*Task prompt*.
Beginning with the first line, please repeat the entries exactly and end on the line that contains "use thiserror::Error;".

*Exercise data*.
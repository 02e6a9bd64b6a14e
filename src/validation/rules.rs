//! Record validation rules.
//!
//! One check function per record kind. Each returns the first violated
//! rule as a typed `RecordError`; the reporter turns that into a
//! log-and-drop, never a fault.

use thiserror::Error;

use crate::records::{AttemptRecord, CampaignSummary, DownloadRecord};

/// Reason a record was refused at the reporting boundary.
#[derive(Debug, Clone, PartialEq, Eq, Error)]
pub enum RecordError {
    #[error("attempt_number is negative: {0}")]
    NegativeAttemptNumber(i32),
    #[error("payload_size is negative: {0}")]
    NegativePayloadSize(i64),
    #[error("failed attempt carries no internal error code")]
    MissingErrorCode,
    #[error("failed attempt carries the unspecific error code {0}")]
    UnspecificErrorCode(&'static str),
    #[error("bytes_downloaded is negative: {0}")]
    NegativeBytesDownloaded(i64),
    #[error("download_speed_bps is negative: {0}")]
    NegativeDownloadSpeed(i64),
    #[error("attempt_count must be at least 1, got {0}")]
    NoAttempts(i32),
    #[error("updates_abandoned_count is negative: {0}")]
    NegativeAbandonedCount(i32),
    #[error("attempt_count {attempt_count} cannot cover {abandoned} abandoned updates plus the successful one")]
    AbandonedExceedsAttempts { attempt_count: i32, abandoned: i32 },
    #[error("byte count for source {source_name} is negative: {bytes}")]
    NegativeSourceBytes { source_name: &'static str, bytes: i64 },
    #[error("download_overhead_percentage is negative: {0}")]
    NegativeOverheadPercentage(i32),
    #[error("reboot_count is negative: {0}")]
    NegativeRebootCount(i32),
    #[error("url_switch_count is negative: {0}")]
    NegativeUrlSwitchCount(i32),
}

/// Check an attempt record.
///
/// A failed attempt must carry a specific internal error code; it is
/// the diagnostic payload for failure triage and `Unknown` defeats it.
pub fn validate_attempt(record: &AttemptRecord) -> Result<(), RecordError> {
    if record.attempt_number < 0 {
        return Err(RecordError::NegativeAttemptNumber(record.attempt_number));
    }
    if record.payload_size < 0 {
        return Err(RecordError::NegativePayloadSize(record.payload_size));
    }
    if record.attempt_result.is_failure() {
        match record.internal_error_code {
            None => return Err(RecordError::MissingErrorCode),
            Some(code) if !code.is_specific() => {
                return Err(RecordError::UnspecificErrorCode(code.as_str()));
            }
            Some(_) => {}
        }
    }
    Ok(())
}

/// Check a download-phase record.
pub fn validate_download(record: &DownloadRecord) -> Result<(), RecordError> {
    if record.bytes_downloaded < 0 {
        return Err(RecordError::NegativeBytesDownloaded(record.bytes_downloaded));
    }
    if record.download_speed_bps < 0 {
        return Err(RecordError::NegativeDownloadSpeed(record.download_speed_bps));
    }
    Ok(())
}

/// Check a campaign summary.
///
/// The successful attempt is never an abandoned one, so the attempt
/// count must cover every abandoned attempt plus one.
pub fn validate_summary(summary: &CampaignSummary) -> Result<(), RecordError> {
    if summary.attempt_count < 1 {
        return Err(RecordError::NoAttempts(summary.attempt_count));
    }
    if summary.updates_abandoned_count < 0 {
        return Err(RecordError::NegativeAbandonedCount(
            summary.updates_abandoned_count,
        ));
    }
    if summary.attempt_count - 1 < summary.updates_abandoned_count {
        return Err(RecordError::AbandonedExceedsAttempts {
            attempt_count: summary.attempt_count,
            abandoned: summary.updates_abandoned_count,
        });
    }
    if summary.payload_size < 0 {
        return Err(RecordError::NegativePayloadSize(summary.payload_size));
    }
    for (source, bytes) in summary.num_bytes_downloaded.iter() {
        if bytes < 0 {
            return Err(RecordError::NegativeSourceBytes {
                source_name: source.as_str(),
                bytes,
            });
        }
    }
    if summary.download_overhead_percentage < 0 {
        return Err(RecordError::NegativeOverheadPercentage(
            summary.download_overhead_percentage,
        ));
    }
    if summary.reboot_count < 0 {
        return Err(RecordError::NegativeRebootCount(summary.reboot_count));
    }
    if summary.url_switch_count < 0 {
        return Err(RecordError::NegativeUrlSwitchCount(summary.url_switch_count));
    }
    Ok(())
}

#[cfg(test)]
mod tests {
    use std::time::Duration;

    use super::*;
    use crate::records::SourceByteCounts;
    use crate::taxonomy::{
        AttemptResult, ConnectionType, DownloadSource, ErrorCode, PayloadType,
    };

    fn attempt(result: AttemptResult, code: Option<ErrorCode>) -> AttemptRecord {
        AttemptRecord {
            attempt_number: 1,
            payload_type: PayloadType::Delta,
            duration: Duration::from_secs(30),
            duration_uptime: Duration::from_secs(28),
            payload_size: 1_000_000,
            attempt_result: result,
            internal_error_code: code,
        }
    }

    fn summary() -> CampaignSummary {
        CampaignSummary {
            attempt_count: 3,
            updates_abandoned_count: 1,
            payload_type: PayloadType::Full,
            payload_size: 100_000_000,
            num_bytes_downloaded: SourceByteCounts::from([90_000_000, 20_000_000, 0]),
            download_overhead_percentage: 10,
            total_duration: Duration::from_secs(120),
            total_duration_uptime: Duration::from_secs(100),
            reboot_count: 1,
            url_switch_count: 1,
        }
    }

    #[test]
    fn test_valid_success_attempt_without_error_code() {
        assert!(validate_attempt(&attempt(AttemptResult::Succeeded, None)).is_ok());
    }

    #[test]
    fn test_failed_attempt_requires_error_code() {
        assert_eq!(
            validate_attempt(&attempt(AttemptResult::InternalError, None)),
            Err(RecordError::MissingErrorCode)
        );
    }

    #[test]
    fn test_failed_attempt_rejects_unknown_error_code() {
        assert_eq!(
            validate_attempt(&attempt(
                AttemptResult::PayloadDownloadError,
                Some(ErrorCode::Unknown)
            )),
            Err(RecordError::UnspecificErrorCode("unknown"))
        );
    }

    #[test]
    fn test_failed_attempt_with_specific_error_code() {
        assert!(validate_attempt(&attempt(
            AttemptResult::PayloadDownloadError,
            Some(ErrorCode::DownloadTransferError)
        ))
        .is_ok());
    }

    #[test]
    fn test_negative_attempt_number_rejected() {
        let mut record = attempt(AttemptResult::Succeeded, None);
        record.attempt_number = -1;
        assert_eq!(
            validate_attempt(&record),
            Err(RecordError::NegativeAttemptNumber(-1))
        );
    }

    #[test]
    fn test_negative_download_bytes_rejected() {
        let record = DownloadRecord {
            bytes_downloaded: -5,
            download_speed_bps: 0,
            download_source: DownloadSource::PrimaryServer,
            download_error_code: None,
            connection_type: ConnectionType::Wifi,
        };
        assert_eq!(
            validate_download(&record),
            Err(RecordError::NegativeBytesDownloaded(-5))
        );
    }

    #[test]
    fn test_valid_summary() {
        assert!(validate_summary(&summary()).is_ok());
    }

    #[test]
    fn test_abandoned_count_must_leave_room_for_success() {
        // Three attempts with three abandoned leaves no successful one.
        let mut s = summary();
        s.updates_abandoned_count = 3;
        assert_eq!(
            validate_summary(&s),
            Err(RecordError::AbandonedExceedsAttempts {
                attempt_count: 3,
                abandoned: 3,
            })
        );

        // attempt_count == abandoned + 1 is the boundary and is valid.
        s.updates_abandoned_count = 2;
        assert!(validate_summary(&s).is_ok());
    }

    #[test]
    fn test_summary_rejects_negative_source_bytes() {
        let mut s = summary();
        s.num_bytes_downloaded = SourceByteCounts::from([90_000_000, -1, 0]);
        assert_eq!(
            validate_summary(&s),
            Err(RecordError::NegativeSourceBytes {
                source_name: "fallback_server",
                bytes: -1,
            })
        );
    }

    #[test]
    fn test_summary_rejects_zero_attempts() {
        let mut s = summary();
        s.attempt_count = 0;
        s.updates_abandoned_count = 0;
        assert_eq!(validate_summary(&s), Err(RecordError::NoAttempts(0)));
    }
}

*Result of the exercise*.
repository 02e6a9bd64b6a14e
filename src/validation/rules.rs
//! Record validation rules.
//!
//! One check function per record kind. Each returns the first violated
//! rule as a typed `RecordError`; the reporter turns that into a
//! log-and-drop, never a fault.

use thiserror::Error;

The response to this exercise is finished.